The Perks and Drawbacks of Timeshares

A vibrant teal blue ocean, the aroma of sand and surf, and long green palm fronds blowing in the wind may have you dreaming of owning a property in paradise. But for many, a vacation home isn’t in the budget. One alternative many people consider is a timeshare. As with any major purchase, you should carefully research whether a timeshare is right for your family.

A timeshare is a lifetime commitment to pay for trips to the same resort or family of resorts. It’s based on the concept of fractional ownership in a property. A lump sum is prepaid or financed upfront along with annual maintenance fees. Resorts sell timeshare units in parts or ownership pieces corresponding to varying amounts of time. Typically, the parts are weekly intervals (seven nights’ worth of vacation time) or points. Points represent a currency for the use of units in nightly or weekly increments.

Will owning a timeshare be a financial headache or help your family curb annual travel expenses? Experts agree that generally, timeshares shouldn’t be considered a long-term investment. Instead, think of a timeshare as a prepaid vacation plan. Here’s how a timeshare works:

There are two types of general timeshare programs:

Non-Deeded or Shared Leased:

A shared, leased timeshare divides the use of a property between you and all the others paying for the timeshare. The lease gives you the right to use it for a certain number of years, but it doesn’t provide you with ownership rights.

Deeded or Shared Deeded:

A shared deeded contract divides ownership of the property between you and all the other timeshare owners. It also gives you the right to transfer ownership by selling, gifting, or bequeathing. Each person is designated a week or set of weeks they can use it.

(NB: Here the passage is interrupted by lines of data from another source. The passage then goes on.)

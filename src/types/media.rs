//! Media, feed and comment types

use super::{
    serde_helpers::{deserialize_flexible_id, deserialize_optional_flexible_id},
    user::User,
};
use serde::{Deserialize, Serialize};

#[derive(Debug, Clone, PartialEq, Serialize, Deserialize)]
pub struct Caption {
    pub text: String,
}

/// A photo, video or carousel post
#[derive(Debug, Clone, PartialEq, Serialize, Deserialize)]
pub struct MediaItem {
    /// Composite `<media pk>_<owner pk>` id
    pub id: String,
    #[serde(default, deserialize_with = "deserialize_optional_flexible_id")]
    pub pk: Option<String>,
    #[serde(default)]
    pub code: Option<String>,
    /// 1 = photo, 2 = video, 8 = carousel
    #[serde(default)]
    pub media_type: u8,
    #[serde(default)]
    pub taken_at: Option<i64>,
    #[serde(default)]
    pub caption: Option<Caption>,
    #[serde(default)]
    pub like_count: Option<u64>,
    #[serde(default)]
    pub comment_count: Option<u64>,
    #[serde(default)]
    pub user: Option<User>,
}

#[derive(Debug, Clone, PartialEq, Serialize, Deserialize)]
pub struct MediaInfo {
    #[serde(default)]
    pub items: Vec<MediaItem>,
}

impl MediaInfo {
    /// The requested item, if the payload carried one
    pub fn item(&self) -> Option<&MediaItem> {
        self.items.first()
    }
}

/// Paginated list of media
#[derive(Debug, Clone, PartialEq, Serialize, Deserialize)]
pub struct FeedPage {
    #[serde(default)]
    pub items: Vec<MediaItem>,
    #[serde(default)]
    pub more_available: bool,
    #[serde(default, deserialize_with = "deserialize_optional_flexible_id")]
    pub next_max_id: Option<String>,
}

/// Timeline entry; ads and suggestion units carry no media
#[derive(Debug, Clone, PartialEq, Serialize, Deserialize)]
pub struct TimelineItem {
    #[serde(default)]
    pub media_or_ad: Option<MediaItem>,
}

#[derive(Debug, Clone, PartialEq, Serialize, Deserialize)]
pub struct TimelinePage {
    #[serde(default)]
    pub feed_items: Vec<TimelineItem>,
    #[serde(default)]
    pub more_available: bool,
    #[serde(default)]
    pub next_max_id: Option<String>,
}

impl TimelinePage {
    /// Media entries, skipping ads and suggestion units
    pub fn media(&self) -> impl Iterator<Item = &MediaItem> {
        self.feed_items
            .iter()
            .filter_map(|item| item.media_or_ad.as_ref())
    }
}

/// Explore grid page; sections are kept as raw JSON because their layout
/// changes between app versions
#[derive(Debug, Clone, PartialEq, Serialize, Deserialize)]
pub struct ExplorePage {
    #[serde(default)]
    pub sectional_items: Vec<serde_json::Value>,
    #[serde(default)]
    pub more_available: bool,
    #[serde(default)]
    pub next_max_id: Option<String>,
}

/// Activity feed
#[derive(Debug, Clone, PartialEq, Serialize, Deserialize)]
pub struct NewsInbox {
    #[serde(default)]
    pub new_stories: Vec<serde_json::Value>,
    #[serde(default)]
    pub old_stories: Vec<serde_json::Value>,
}

#[derive(Debug, Clone, PartialEq, Serialize, Deserialize)]
pub struct Comment {
    #[serde(deserialize_with = "deserialize_flexible_id")]
    pub pk: String,
    pub text: String,
    #[serde(default)]
    pub created_at: Option<i64>,
    #[serde(default)]
    pub user: Option<User>,
}

#[derive(Debug, Clone, PartialEq, Serialize, Deserialize)]
pub struct CommentPage {
    #[serde(default)]
    pub comments: Vec<Comment>,
    #[serde(default)]
    pub comment_count: Option<u64>,
    #[serde(default)]
    pub next_max_id: Option<String>,
}

/// Result of posting a comment
#[derive(Debug, Clone, PartialEq, Serialize, Deserialize)]
pub struct CommentResponse {
    pub comment: Comment,
}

From here, ownership structures can become more complex. For example, some properties operate on a points system, often referred to as vacation clubs. Other plans let you bank unused points to use to purchase fixed weeks or floating weeks.

Types of timeshares

Not all timeshares are alike. Some operate on a floating-week timeline where you reserve the property for a designated time of the year. Others offer fixed-week programs, a fixed amount of time to stay at a property, for instance, a specific week every year. A points-based timeshare is another form of timeshare, and here’s how it works: You accumulate points by staying with a travel-related company such as a resort or by buying points. One of the benefits of this type of timeshare is that if you’re invested in a timeshare network with properties around the globe, you don’t have to travel to the same vacation spot every year.

How much does a timeshare cost?

According to ARDA’s 2020 State of the Vacation Timeshare Industry report, the average sales price per interval for a timeshare was $22,942. With a typical timeshare, you’ll pay this upfront cost as a lump sum for a mountain cabin or beachfront property you can visit every year for the rest of your life unless you decide to sell your timeshare. The upfront cost may be high, but the longer you hold onto your timeshare, the more value you’ll get out of it.

Other fees

There are other fees associated with the cost of owning a timeshare that is in addition to the lump sum. The average annual maintenance fee is $1,080, according to ARDA. Depending on your timeshare location, you may have a transfer fee, a recording fee, and if major repairs are needed, you could be assigned an assessment fee that could be in the thousands of dollars. You might also be responsible for paying property taxes.

Pro Tip: Read the contract carefully and understand what you’re getting into before you commit to buying a timeshare.

Calculating the long-term cost

To get an idea of the long-term cost of a timeshare, here’s an example without factoring in financing, price increases, or inflation:

·        Upfront cost: $23,000

·        Annual fees: $1,000

·        Closing cost: $800

·        Vacation nights per year: Seven

·        Number of years: 30

·        Total cost: $23,000 + $30,000 + $800 = $53,800

·        Total vacation nights: 210

·        Total cost per vacation night: $53,800 / 210 = $256.19

·        Stick with well-known brands

Timeshare scams are widespread, and fraudsters will take your money by promising to buy your timeshare or help you sell it. It can be hard to distinguish between the good and bad ones, so scrutinize the companies available to you. Read online reviews, seek out referrals, and thoroughly vet companies before you commit money and sign a contract.

Before you buy

If you’re interested in a timeshare, carefully consider the perks, drawbacks, and costs. Take the time to research the property and talk to other timeshare owners. Don’t make your decision in haste, and never let a salesperson rush you. Consider how you’ll pay for it because banks won’t give you a mortgage to purchase a timeshare. Beware of “easy” financing schemes from timeshare developers that may come with sky-high interest rates.